* _What this task involves_
Only one span of the listing below is wanted: the lines from the one with "scoped to a crew." through the one with "only once finalized.", reproduced exactly, both ends kept.

* _Data for this task_
§ §

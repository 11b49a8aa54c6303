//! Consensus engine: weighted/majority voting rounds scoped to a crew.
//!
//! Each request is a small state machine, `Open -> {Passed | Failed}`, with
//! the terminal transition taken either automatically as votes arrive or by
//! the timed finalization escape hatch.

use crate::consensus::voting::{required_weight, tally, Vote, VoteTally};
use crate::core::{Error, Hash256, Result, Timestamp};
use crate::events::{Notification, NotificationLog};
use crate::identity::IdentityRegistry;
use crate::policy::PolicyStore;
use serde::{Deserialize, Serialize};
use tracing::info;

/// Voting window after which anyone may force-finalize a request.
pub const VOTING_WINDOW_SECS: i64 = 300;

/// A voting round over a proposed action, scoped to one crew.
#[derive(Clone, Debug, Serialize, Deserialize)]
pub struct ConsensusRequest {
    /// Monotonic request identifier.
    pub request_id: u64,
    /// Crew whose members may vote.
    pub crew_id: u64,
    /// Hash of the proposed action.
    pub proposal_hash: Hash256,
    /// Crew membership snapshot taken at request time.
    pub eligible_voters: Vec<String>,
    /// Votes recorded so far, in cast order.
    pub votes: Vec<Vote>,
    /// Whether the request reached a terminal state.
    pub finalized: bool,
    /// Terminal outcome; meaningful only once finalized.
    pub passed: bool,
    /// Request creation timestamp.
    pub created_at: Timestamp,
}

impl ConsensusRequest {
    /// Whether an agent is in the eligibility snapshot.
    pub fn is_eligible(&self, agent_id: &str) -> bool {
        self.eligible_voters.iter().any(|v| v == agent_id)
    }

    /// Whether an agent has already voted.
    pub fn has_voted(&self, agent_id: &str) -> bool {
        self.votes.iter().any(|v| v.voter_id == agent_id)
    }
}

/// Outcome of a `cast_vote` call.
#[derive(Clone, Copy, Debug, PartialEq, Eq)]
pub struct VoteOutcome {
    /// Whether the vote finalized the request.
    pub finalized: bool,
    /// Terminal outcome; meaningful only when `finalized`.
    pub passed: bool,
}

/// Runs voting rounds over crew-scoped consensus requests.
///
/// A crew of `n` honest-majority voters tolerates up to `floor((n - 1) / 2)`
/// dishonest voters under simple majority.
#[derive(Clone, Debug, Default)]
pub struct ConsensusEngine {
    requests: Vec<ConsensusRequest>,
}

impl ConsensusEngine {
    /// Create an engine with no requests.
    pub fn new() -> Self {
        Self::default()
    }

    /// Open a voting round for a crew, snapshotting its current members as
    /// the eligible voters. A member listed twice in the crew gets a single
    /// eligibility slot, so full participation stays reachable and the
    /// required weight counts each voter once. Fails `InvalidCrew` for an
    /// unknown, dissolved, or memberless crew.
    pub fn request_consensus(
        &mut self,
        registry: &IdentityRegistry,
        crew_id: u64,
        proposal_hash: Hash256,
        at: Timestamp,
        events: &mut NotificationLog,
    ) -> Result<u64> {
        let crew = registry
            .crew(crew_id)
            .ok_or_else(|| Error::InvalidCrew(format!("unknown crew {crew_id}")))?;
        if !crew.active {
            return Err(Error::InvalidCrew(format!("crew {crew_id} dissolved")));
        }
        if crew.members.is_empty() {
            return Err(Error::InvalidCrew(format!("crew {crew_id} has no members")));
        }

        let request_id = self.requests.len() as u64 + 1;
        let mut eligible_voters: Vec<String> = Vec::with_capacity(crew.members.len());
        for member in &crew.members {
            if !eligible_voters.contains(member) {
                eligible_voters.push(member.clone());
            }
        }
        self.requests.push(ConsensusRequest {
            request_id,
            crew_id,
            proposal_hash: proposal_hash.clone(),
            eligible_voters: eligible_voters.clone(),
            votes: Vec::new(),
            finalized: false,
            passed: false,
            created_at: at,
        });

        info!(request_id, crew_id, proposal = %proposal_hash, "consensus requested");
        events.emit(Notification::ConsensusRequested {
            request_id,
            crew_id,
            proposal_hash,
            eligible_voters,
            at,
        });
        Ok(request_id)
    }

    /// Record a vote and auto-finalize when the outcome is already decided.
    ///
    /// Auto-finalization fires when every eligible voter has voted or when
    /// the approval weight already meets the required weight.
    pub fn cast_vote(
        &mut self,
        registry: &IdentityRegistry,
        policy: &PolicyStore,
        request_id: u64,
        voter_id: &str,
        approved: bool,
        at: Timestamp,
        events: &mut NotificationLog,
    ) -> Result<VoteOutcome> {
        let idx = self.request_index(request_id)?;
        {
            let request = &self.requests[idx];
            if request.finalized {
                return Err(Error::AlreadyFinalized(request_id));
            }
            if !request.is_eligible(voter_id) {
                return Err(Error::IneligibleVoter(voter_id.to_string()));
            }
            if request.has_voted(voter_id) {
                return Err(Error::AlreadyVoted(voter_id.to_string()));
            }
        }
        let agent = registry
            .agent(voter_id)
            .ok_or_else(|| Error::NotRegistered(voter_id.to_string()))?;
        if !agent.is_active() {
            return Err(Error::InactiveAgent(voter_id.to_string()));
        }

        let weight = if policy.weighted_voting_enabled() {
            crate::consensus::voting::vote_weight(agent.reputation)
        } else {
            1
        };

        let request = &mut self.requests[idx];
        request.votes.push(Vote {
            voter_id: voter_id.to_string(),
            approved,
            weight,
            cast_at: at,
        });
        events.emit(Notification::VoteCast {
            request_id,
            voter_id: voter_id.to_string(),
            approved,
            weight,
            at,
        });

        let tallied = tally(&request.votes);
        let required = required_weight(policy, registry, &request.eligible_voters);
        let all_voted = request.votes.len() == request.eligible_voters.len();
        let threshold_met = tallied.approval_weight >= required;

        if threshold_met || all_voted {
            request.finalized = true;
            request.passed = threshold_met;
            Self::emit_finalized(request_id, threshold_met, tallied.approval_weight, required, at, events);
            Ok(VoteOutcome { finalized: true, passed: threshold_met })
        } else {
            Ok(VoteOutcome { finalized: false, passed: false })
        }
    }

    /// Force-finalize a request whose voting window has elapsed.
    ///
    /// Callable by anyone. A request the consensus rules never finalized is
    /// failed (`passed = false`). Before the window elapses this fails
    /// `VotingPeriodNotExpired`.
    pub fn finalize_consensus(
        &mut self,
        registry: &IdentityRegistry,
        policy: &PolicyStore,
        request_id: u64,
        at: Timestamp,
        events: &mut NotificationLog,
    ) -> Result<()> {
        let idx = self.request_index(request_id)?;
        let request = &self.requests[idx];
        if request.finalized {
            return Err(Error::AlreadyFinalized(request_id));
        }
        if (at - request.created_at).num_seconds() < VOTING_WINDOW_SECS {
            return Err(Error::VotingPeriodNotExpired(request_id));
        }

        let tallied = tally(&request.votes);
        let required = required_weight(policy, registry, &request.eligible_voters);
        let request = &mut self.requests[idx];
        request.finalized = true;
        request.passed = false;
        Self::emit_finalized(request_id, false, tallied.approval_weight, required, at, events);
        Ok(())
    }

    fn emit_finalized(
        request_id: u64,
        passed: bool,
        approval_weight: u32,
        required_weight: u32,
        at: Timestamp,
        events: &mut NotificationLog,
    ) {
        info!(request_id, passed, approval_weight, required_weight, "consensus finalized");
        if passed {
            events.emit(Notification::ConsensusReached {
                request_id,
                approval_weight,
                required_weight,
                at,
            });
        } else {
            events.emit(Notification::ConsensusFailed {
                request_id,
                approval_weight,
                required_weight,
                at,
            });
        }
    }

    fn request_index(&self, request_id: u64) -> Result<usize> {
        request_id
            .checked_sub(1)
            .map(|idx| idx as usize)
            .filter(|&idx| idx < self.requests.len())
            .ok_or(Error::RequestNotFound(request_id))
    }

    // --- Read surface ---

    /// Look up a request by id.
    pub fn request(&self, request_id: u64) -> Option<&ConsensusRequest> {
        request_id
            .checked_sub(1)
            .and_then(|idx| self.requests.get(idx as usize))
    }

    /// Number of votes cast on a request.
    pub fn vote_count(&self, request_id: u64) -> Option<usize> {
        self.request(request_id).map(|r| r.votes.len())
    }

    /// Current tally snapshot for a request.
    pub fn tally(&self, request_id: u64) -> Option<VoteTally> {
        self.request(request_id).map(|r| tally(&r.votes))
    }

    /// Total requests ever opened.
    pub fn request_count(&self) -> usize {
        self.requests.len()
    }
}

§ §

* _Answer to this exercise_
//! Consensus engine: weighted/majority voting rounds scoped to a crew.
//!
//! Each request is a small state machine, `Open -> {Passed | Failed}`, with
//! the terminal transition taken either automatically as votes arrive or by
//! the timed finalization escape hatch.

use crate::consensus::voting::{required_weight, tally, Vote, VoteTally};
use crate::core::{Error, Hash256, Result, Timestamp};
use crate::events::{Notification, NotificationLog};
use crate::identity::IdentityRegistry;
use crate::policy::PolicyStore;
use serde::{Deserialize, Serialize};
use tracing::info;

/// Voting window after which anyone may force-finalize a request.
pub const VOTING_WINDOW_SECS: i64 = 300;

/// A voting round over a proposed action, scoped to one crew.
#[derive(Clone, Debug, Serialize, Deserialize)]
pub struct ConsensusRequest {
    /// Monotonic request identifier.
    pub request_id: u64,
    /// Crew whose members may vote.
    pub crew_id: u64,
    /// Hash of the proposed action.
    pub proposal_hash: Hash256,
    /// Crew membership snapshot taken at request time.
    pub eligible_voters: Vec<String>,
    /// Votes recorded so far, in cast order.
    pub votes: Vec<Vote>,
    /// Whether the request reached a terminal state.
    pub finalized: bool,
    /// Terminal outcome; meaningful only once finalized.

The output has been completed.